## About this exercise
Could you report every line of the listing below that holds the word "MySqlPool"?
─── Dataset content
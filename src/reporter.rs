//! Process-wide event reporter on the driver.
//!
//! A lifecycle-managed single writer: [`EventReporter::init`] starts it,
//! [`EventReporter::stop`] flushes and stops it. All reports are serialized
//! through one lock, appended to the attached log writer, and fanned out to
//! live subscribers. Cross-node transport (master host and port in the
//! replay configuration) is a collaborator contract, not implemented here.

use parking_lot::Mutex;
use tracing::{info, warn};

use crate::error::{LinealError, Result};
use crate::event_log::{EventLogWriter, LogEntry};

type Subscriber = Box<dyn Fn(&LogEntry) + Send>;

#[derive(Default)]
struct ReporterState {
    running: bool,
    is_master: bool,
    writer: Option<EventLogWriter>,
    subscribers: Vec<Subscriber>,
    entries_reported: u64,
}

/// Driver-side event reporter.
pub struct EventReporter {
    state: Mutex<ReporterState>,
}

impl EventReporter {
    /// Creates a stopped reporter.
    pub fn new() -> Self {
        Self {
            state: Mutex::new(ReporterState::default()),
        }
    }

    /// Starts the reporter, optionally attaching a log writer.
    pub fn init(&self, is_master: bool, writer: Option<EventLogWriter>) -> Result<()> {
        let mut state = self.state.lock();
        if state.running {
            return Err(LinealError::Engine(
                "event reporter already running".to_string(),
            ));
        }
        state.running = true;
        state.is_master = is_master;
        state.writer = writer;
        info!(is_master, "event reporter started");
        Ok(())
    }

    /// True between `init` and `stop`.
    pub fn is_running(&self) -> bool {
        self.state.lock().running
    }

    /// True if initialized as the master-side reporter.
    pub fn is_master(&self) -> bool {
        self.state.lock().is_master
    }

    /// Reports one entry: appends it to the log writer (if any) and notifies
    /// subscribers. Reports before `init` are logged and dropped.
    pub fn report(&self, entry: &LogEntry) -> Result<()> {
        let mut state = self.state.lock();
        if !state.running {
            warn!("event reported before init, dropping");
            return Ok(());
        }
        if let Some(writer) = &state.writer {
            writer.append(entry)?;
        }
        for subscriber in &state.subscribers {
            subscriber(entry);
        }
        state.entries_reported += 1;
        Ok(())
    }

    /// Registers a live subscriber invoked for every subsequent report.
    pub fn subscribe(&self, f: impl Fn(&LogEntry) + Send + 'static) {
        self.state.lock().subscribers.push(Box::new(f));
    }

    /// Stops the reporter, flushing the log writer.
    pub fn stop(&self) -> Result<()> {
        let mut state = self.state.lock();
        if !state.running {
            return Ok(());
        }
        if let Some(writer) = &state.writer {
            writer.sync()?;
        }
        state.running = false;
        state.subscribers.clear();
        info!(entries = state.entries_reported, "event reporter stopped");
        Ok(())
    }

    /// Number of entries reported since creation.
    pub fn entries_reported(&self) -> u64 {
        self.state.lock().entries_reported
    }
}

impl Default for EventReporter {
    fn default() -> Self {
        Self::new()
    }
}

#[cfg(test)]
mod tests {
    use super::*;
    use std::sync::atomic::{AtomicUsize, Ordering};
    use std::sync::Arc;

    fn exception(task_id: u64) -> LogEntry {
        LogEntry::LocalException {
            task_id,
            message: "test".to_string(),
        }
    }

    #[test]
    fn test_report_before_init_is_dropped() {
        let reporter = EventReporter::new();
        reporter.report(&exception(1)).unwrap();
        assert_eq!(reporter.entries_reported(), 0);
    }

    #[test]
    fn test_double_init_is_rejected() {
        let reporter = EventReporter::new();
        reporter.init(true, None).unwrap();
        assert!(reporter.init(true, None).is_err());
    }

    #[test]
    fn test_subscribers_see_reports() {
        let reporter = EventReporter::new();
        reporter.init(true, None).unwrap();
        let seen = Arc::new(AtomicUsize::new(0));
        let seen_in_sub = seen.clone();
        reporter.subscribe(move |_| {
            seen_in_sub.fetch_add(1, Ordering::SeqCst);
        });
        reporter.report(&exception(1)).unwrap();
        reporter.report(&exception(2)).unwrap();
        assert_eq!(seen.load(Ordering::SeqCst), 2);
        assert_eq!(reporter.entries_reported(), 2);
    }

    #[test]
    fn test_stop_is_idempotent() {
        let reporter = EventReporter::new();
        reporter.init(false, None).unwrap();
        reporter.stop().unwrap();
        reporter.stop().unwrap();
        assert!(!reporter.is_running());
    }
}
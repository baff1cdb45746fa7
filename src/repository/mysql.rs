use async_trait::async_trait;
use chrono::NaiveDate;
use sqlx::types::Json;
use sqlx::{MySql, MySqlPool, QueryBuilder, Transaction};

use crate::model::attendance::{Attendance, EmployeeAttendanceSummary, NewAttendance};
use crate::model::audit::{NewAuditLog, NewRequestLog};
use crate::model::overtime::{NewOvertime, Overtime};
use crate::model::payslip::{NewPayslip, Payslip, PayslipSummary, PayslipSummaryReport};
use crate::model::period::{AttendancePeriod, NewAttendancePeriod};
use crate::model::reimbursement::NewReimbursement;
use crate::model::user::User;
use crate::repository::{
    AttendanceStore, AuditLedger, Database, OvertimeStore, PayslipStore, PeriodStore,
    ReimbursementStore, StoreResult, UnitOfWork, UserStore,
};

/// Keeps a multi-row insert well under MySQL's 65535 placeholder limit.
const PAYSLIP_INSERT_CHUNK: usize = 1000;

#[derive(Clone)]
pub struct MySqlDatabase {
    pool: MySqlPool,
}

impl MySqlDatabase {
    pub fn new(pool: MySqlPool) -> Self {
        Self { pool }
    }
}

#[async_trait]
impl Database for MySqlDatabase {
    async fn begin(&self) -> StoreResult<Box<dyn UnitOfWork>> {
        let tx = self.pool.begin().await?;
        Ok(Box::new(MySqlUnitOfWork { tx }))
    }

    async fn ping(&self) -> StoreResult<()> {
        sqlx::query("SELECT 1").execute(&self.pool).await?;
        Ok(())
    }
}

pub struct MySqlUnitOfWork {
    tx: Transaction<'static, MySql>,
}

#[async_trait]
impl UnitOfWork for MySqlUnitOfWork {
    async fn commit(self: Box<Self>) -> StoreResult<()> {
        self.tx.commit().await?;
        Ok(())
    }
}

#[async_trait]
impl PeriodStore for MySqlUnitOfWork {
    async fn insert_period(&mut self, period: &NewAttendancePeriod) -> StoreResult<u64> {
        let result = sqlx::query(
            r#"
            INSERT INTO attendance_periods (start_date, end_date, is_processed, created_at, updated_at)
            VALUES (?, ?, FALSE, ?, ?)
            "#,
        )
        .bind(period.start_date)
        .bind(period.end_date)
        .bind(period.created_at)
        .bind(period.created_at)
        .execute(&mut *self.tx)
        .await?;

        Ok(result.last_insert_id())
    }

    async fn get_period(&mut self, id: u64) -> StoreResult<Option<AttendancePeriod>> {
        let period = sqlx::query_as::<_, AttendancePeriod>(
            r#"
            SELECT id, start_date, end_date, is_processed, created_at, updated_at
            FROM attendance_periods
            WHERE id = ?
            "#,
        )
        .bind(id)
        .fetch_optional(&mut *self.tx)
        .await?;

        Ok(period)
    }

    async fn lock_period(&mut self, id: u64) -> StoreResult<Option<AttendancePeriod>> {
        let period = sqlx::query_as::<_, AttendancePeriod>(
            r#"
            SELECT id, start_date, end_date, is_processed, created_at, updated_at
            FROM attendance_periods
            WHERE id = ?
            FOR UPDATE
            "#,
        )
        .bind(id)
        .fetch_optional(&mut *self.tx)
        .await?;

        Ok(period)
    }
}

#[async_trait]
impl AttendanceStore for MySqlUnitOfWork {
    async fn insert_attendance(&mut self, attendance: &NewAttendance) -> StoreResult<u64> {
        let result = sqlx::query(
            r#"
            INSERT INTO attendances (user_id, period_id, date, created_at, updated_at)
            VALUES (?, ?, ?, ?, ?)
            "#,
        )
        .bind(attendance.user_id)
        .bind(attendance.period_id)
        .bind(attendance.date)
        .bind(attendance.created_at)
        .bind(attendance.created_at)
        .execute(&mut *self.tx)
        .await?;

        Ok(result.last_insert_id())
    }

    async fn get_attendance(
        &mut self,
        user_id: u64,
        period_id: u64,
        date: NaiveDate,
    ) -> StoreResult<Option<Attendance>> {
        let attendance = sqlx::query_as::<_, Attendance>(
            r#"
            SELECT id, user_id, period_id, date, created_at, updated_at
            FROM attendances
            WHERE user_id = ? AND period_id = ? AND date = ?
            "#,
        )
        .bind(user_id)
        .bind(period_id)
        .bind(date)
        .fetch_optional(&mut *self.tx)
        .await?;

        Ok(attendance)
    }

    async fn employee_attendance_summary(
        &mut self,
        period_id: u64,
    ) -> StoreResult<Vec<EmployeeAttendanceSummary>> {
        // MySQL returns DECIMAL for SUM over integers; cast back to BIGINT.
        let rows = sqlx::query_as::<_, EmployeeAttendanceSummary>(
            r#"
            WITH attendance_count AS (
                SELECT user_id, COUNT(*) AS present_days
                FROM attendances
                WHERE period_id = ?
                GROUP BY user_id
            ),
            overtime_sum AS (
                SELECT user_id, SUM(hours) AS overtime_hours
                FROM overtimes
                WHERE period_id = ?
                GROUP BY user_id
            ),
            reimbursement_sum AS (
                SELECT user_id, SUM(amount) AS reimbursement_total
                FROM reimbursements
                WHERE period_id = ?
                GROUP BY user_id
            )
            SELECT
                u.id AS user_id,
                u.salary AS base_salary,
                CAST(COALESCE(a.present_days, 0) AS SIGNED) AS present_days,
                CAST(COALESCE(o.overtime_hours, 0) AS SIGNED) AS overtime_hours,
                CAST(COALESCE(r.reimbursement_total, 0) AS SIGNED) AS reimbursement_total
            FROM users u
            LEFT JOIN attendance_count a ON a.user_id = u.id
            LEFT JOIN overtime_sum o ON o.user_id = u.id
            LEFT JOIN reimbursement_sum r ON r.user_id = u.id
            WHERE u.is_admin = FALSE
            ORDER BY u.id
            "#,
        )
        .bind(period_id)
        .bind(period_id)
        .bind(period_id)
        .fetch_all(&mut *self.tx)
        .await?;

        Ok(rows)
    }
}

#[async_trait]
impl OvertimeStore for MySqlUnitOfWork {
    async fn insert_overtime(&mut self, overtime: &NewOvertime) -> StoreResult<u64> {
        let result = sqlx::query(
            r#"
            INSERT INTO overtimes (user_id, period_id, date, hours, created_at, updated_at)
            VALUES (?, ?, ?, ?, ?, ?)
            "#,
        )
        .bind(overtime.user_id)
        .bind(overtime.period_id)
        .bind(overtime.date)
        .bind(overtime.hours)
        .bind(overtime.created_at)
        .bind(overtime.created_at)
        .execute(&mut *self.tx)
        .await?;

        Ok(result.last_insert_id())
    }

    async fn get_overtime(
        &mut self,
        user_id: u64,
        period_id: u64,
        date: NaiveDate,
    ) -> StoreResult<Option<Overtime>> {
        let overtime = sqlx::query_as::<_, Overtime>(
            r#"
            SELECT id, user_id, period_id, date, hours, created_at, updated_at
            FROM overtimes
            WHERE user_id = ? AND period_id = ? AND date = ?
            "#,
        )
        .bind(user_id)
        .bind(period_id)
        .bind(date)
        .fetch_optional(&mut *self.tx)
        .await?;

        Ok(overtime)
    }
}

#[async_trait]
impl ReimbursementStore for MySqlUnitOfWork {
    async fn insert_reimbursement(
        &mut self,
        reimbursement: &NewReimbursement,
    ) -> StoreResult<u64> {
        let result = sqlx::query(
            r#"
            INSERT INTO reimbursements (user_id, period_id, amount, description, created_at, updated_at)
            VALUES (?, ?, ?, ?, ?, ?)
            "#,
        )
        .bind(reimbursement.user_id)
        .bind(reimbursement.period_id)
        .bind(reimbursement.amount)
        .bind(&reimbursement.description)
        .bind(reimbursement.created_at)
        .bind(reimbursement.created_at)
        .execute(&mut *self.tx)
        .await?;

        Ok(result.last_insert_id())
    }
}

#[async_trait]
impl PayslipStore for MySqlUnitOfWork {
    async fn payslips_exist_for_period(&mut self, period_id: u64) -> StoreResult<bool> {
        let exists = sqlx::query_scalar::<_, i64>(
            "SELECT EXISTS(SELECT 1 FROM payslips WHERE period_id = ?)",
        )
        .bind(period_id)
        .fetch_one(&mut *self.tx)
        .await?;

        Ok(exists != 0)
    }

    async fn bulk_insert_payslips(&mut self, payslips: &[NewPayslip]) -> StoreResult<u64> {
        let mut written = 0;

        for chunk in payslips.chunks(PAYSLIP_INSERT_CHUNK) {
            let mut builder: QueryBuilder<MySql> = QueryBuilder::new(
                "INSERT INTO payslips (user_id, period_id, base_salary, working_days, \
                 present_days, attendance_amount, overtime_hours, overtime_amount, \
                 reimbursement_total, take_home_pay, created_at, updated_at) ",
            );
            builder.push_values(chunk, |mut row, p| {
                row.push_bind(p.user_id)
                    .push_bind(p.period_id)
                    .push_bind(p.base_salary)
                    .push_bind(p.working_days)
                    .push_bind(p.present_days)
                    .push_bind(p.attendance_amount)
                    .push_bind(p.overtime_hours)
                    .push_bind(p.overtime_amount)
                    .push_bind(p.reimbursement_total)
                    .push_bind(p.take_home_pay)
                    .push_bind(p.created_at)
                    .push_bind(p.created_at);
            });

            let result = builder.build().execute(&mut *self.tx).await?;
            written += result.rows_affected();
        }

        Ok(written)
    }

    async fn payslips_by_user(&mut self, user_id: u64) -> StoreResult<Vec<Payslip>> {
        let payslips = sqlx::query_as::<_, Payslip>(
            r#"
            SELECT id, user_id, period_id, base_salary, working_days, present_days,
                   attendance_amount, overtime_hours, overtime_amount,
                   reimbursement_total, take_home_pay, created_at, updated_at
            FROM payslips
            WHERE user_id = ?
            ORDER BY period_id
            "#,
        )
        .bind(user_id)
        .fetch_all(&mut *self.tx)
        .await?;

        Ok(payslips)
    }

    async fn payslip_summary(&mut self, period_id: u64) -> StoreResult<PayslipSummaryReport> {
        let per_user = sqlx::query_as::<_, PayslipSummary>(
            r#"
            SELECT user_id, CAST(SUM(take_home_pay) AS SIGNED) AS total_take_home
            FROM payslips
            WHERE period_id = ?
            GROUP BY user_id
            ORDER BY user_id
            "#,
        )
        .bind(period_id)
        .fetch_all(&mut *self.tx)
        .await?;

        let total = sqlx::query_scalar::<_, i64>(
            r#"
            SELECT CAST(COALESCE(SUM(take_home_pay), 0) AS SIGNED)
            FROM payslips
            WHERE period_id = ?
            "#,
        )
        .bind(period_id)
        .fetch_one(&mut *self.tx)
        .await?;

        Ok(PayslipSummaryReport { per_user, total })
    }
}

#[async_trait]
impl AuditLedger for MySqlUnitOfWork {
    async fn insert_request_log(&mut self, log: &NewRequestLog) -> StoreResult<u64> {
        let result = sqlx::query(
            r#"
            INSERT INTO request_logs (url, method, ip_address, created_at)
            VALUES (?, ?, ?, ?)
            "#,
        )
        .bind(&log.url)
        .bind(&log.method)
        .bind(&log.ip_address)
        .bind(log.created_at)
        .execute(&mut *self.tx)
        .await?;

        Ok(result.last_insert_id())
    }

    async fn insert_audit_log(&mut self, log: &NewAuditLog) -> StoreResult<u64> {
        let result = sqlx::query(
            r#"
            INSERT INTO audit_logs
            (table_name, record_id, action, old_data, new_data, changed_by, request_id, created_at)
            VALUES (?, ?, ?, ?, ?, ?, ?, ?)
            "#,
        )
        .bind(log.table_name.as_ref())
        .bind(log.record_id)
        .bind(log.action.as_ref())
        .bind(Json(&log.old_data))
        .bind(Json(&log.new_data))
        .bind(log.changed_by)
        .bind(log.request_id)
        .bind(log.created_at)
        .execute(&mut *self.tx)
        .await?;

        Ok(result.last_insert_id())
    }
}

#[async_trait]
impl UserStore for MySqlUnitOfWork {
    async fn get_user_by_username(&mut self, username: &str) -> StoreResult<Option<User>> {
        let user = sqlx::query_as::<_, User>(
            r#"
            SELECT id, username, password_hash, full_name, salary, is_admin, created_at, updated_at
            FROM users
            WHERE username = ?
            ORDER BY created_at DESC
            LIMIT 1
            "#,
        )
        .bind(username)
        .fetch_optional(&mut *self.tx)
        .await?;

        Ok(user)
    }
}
──────
## Response to this task
use sqlx::{MySql, MySqlPool, QueryBuilder, Transaction};
    pool: MySqlPool,
    pub fn new(pool: MySqlPool) -> Self {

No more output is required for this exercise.